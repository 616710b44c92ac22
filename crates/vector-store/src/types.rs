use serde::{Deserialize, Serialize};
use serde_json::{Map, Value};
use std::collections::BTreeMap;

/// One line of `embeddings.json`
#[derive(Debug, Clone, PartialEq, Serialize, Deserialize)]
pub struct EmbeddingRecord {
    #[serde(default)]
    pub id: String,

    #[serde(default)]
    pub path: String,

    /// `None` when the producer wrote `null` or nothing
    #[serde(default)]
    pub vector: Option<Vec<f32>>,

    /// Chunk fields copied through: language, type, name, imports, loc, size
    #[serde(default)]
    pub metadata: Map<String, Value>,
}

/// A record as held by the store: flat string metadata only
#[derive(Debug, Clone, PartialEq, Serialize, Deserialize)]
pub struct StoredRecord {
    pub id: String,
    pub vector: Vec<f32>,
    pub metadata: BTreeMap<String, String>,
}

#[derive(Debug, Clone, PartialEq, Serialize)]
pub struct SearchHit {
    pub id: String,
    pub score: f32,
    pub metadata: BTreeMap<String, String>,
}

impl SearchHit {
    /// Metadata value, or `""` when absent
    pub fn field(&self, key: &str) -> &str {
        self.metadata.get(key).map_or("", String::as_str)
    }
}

### Exercise
Set down the whole listing once more, precisely as written.

### Result of the exercise
repository 616710b44c92ac22
filename crates/vector-store/src/types.rs
use serde::{Deserialize, Serialize};
use serde_json::{Map, Value};
use std::collections::BTreeMap;

/// One line of `embeddings.json`
#[derive(Debug, Clone, PartialEq, Serialize, Deserialize)]
pub struct EmbeddingRecord {
    #[serde(default)]
    pub id: String,

    #[serde(default)]
    pub path: String,

    /// `None` when the producer wrote `null` or nothing
    #[serde(default)]
    pub vector: Option<Vec<f32>>,

    /// Chunk fields copied through: language, type, name, imports, loc, size
    #[serde(default)]
    pub metadata: Map<String, Value>,
}

/// A record as held by the store: flat string metadata only
#[derive(Debug, Clone, PartialEq, Serialize, Deserialize)]
pub struct StoredRecord {
    pub id: String,
    pub vector: Vec<f32>,
    pub metadata: BTreeMap<String, String>,
}

#[derive(Debug, Clone, PartialEq, Serialize)]
pub struct SearchHit {
    pub id: String,
    pub score: f32,
    pub metadata: BTreeMap<String, String>,
}

impl SearchHit {
    /// Metadata value, or `""` when absent
    pub fn field(&self, key: &str) -> &str {
        self.metadata.get(key).map_or("", String::as_str)
    }
}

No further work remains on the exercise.